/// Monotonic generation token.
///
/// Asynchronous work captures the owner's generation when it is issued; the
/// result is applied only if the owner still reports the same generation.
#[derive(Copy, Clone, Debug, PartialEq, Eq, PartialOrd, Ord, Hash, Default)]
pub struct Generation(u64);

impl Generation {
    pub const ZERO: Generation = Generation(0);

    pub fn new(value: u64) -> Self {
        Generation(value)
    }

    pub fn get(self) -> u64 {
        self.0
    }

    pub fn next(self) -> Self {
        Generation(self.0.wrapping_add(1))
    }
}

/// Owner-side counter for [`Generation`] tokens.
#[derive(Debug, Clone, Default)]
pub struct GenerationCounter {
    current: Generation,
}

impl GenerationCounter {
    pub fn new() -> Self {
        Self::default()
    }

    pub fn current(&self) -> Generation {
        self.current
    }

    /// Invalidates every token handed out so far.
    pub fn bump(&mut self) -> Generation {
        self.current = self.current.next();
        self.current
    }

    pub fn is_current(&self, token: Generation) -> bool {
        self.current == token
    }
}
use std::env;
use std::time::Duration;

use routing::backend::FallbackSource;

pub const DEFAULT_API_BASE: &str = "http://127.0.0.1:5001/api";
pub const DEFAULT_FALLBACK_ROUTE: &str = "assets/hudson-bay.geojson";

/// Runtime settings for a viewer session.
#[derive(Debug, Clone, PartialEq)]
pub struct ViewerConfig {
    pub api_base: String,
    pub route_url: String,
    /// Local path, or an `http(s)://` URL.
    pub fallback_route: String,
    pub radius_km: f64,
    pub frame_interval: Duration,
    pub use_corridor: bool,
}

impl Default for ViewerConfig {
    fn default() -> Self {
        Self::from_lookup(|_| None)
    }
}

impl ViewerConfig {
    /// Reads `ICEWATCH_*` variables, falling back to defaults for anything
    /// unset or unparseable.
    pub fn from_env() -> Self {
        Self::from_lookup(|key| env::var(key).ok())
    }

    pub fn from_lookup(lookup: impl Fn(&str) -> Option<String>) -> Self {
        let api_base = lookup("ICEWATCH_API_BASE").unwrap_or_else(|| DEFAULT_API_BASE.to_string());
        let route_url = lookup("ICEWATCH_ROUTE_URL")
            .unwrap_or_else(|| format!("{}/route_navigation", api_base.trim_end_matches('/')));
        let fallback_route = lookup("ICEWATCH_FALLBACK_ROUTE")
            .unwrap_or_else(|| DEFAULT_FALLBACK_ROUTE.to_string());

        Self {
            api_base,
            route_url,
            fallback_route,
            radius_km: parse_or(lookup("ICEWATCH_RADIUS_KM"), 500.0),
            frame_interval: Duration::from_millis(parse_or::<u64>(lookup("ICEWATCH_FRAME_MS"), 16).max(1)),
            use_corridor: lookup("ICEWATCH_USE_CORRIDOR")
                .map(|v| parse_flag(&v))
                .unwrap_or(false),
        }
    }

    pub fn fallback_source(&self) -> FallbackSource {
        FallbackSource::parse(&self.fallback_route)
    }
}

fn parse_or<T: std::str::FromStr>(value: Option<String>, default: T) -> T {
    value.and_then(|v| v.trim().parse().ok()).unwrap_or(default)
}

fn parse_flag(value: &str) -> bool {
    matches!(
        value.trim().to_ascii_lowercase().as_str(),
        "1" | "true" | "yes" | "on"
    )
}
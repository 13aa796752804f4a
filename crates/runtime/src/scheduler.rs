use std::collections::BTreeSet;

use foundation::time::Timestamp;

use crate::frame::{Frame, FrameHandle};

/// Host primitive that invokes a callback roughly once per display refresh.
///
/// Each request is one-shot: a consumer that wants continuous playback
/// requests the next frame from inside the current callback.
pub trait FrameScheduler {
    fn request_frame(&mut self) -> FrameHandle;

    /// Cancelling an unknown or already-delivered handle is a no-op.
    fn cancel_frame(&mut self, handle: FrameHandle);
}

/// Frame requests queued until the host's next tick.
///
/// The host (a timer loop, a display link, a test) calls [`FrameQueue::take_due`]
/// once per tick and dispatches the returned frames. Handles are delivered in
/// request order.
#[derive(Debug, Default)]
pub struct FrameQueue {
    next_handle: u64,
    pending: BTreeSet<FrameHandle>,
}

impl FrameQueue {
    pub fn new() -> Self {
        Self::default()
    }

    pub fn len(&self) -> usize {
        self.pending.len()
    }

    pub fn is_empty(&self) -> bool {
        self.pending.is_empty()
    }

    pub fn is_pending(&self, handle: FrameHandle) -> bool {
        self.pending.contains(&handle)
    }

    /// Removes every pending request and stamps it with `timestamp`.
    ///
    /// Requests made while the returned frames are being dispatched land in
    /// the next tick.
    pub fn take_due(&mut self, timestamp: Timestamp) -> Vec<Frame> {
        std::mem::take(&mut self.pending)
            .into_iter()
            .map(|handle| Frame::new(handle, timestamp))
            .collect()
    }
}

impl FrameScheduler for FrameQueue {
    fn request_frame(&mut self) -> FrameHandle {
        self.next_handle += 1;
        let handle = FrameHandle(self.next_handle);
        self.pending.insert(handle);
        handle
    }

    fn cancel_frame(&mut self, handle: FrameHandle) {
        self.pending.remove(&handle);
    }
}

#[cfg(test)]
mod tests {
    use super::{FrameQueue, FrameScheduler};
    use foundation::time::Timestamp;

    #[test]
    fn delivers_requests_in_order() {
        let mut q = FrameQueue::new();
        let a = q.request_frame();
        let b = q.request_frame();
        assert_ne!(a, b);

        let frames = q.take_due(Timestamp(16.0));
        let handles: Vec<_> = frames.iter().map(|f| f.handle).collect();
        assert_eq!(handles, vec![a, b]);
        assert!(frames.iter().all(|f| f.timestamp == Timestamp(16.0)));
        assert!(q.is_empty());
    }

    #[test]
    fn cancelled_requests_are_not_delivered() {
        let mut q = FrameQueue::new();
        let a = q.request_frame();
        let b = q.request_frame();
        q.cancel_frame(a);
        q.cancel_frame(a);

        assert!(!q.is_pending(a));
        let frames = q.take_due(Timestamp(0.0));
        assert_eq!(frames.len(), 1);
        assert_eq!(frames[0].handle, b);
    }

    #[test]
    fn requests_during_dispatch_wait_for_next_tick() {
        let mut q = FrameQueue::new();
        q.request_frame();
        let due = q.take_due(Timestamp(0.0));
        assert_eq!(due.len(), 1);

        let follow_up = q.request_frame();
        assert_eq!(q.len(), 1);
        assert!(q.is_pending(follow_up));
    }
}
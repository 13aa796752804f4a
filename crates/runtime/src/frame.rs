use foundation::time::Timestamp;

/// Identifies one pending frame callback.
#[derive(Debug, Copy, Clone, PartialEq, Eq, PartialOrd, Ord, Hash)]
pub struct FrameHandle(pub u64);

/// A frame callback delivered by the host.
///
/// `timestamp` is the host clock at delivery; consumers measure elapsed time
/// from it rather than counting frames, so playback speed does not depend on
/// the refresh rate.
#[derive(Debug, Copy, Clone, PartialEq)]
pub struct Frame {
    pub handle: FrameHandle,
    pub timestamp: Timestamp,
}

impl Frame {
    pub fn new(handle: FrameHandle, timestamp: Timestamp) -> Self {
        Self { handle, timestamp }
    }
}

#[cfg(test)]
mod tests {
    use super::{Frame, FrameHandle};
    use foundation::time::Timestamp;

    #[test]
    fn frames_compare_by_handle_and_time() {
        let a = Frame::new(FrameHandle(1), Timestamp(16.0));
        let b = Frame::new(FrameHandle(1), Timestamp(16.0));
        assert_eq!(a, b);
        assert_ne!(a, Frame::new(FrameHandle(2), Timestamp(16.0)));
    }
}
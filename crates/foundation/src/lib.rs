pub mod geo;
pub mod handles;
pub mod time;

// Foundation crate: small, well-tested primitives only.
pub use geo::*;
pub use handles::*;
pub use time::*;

→ **PROBLEM TO SOLVE**
Lines containing the word "once" in the entries above should be counted, and only that number given.

→ **FINAL ANSWER**
2